Having the chance to serve my country in the Procuración del Tesoro de la Nación [the Argentine state body that handles ICSID matters] as lead counsel in more than 15 international cases between 2000 and 2004. It was an inmense privilege, a great honour and an incredible experience.
Who do you consider your mentor?
I consider John Beechey, Audley Sheppard, Jason Fry, Jose Antonio Cainzos, David Lindsey and James Hosking exemplary colleagues and working with them has been a great honour. My current colleagues Oliver Armas and Luis Enrique Graham have been extraordinarily supportive too.
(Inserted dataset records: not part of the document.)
/*
SPDX-FileCopyrightText: Copyright 2026 LG Electronics Inc.
SPDX-License-Identifier: MIT
*/

//! Joseph & Pandya response-time analysis for fixed-priority rules.
//!
//! For each task `i` in priority order, starting from `R⁰ = C_i`:
//!
//! ```text
//! Rᵏ⁺¹ = C_i + Σ_{j ∈ hp(i)} ⌈Rᵏ / T_j⌉ · C_j
//! ```
//!
//! The sequence is non-decreasing.  It either reaches a fixed point
//! `Rᵏ⁺¹ = Rᵏ ≤ D_i` (the task is schedulable) or passes `D_i` (the whole set
//! fails and the remaining tasks are not evaluated).  Exact for DM with
//! `D ≤ T` and for RM with `D = T`; RM with `D < T` is analysed with period
//! ordering.

use tracing::{debug, info};

use super::{
    FeasibilityError, InterferenceTerm, Precondition, Step, TestKind, TestResult, Verdict,
};
use crate::scheduler::PriorityRule;
use crate::task::{Task, TaskId};

/// Run the response-time test for the fixed-priority `rule`.
///
/// EDF is reported as not applicable.
///
/// # Errors
/// [`FeasibilityError::NoTasks`] for an empty set.
pub fn response_time_test(
    tasks: &[Task],
    rule: PriorityRule,
) -> Result<TestResult, FeasibilityError> {
    if tasks.is_empty() {
        return Err(FeasibilityError::NoTasks);
    }

    let preconditions = match TestResult::gate(
        TestKind::ResponseTime,
        rule,
        tasks,
        &[
            Precondition::FixedPriorityRule,
            Precondition::IdenticalOffsets,
            Precondition::DeadlineWithinPeriod,
        ],
    ) {
        Ok(checks) => checks,
        Err(inapplicable) => return Ok(inapplicable),
    };

    let order = rule.priority_order(tasks);
    let mut steps = Vec::new();
    let mut verdict = Verdict::Pass;

    for (rank, &task_id) in order.iter().enumerate() {
        let higher = &order[..rank];
        if !analyse_task(tasks, task_id, higher, &mut steps) {
            verdict = Verdict::Fail;
            break;
        }
    }

    info!(%rule, task_count = tasks.len(), %verdict, "response-time test");

    Ok(TestResult {
        test: TestKind::ResponseTime,
        rule,
        preconditions,
        verdict,
        steps,
    })
}

/// Iterate task `task_id` to its fixed point against the `higher` priority
/// tasks.  Returns `false` once its response time exceeds its deadline.
fn analyse_task(
    tasks: &[Task],
    task_id: TaskId,
    higher: &[TaskId],
    steps: &mut Vec<Step>,
) -> bool {
    let task = &tasks[task_id];
    steps.push(Step::ResponseTimeStart {
        task_id,
        wcet: task.wcet,
        deadline: task.deadline,
    });

    let mut response_time = task.wcet;
    if response_time > task.deadline {
        steps.push(Step::ResponseTimeExceeded {
            task_id,
            response_time,
            deadline: task.deadline,
        });
        return false;
    }

    if higher.is_empty() {
        steps.push(Step::ResponseTimeConverged {
            task_id,
            response_time,
            deadline: task.deadline,
        });
        return true;
    }

    // Each non-converging iteration grows R by at least 1, so R passes the
    // deadline within `deadline + 1` iterations.
    let limit = task.deadline.saturating_add(1);
    for iteration in 1..=limit {
        let interference: Vec<InterferenceTerm> = higher
            .iter()
            .map(|&j| {
                let hp = &tasks[j];
                let releases = response_time.div_ceil(hp.period);
                InterferenceTerm {
                    task_id: j,
                    period: hp.period,
                    wcet: hp.wcet,
                    releases,
                    demand: releases.saturating_mul(hp.wcet),
                }
            })
            .collect();
        let next = interference
            .iter()
            .fold(task.wcet, |acc, term| acc.saturating_add(term.demand));

        debug!(task_id, iteration, previous = response_time, next, "response-time iteration");
        steps.push(Step::ResponseTimeIteration {
            task_id,
            iteration,
            previous: response_time,
            interference,
            response_time: next,
        });

        if next > task.deadline {
            steps.push(Step::ResponseTimeExceeded {
                task_id,
                response_time: next,
                deadline: task.deadline,
            });
            return false;
        }
        if next == response_time {
            steps.push(Step::ResponseTimeConverged {
                task_id,
                response_time,
                deadline: task.deadline,
            });
            return true;
        }
        response_time = next;
    }

    steps.push(Step::IterationLimit {
        task_id,
        iterations: limit,
    });
    false
}

// ── Tests ─────────────────────────────────────────────────────────────────────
What other career might you have chosen?
Do you sit as an arbitrator?
Institutions and parties have asked me to sit in the recent past in several occasions but conflicts got in the way.
What are the biggest challenges facing arbitration?
Getting rid of arbitrators who like to “split the baby”.
If you could change one thing about the system...?
The New York Convention. A great achievement in 1958, but it needs to be updated.
What’s your favourite city to arbitrate in?
None in particular. There is no such thing as the perfect seat for arbitrations.
What’s your favourite restaurant?
Tamarindo in Guatemala City.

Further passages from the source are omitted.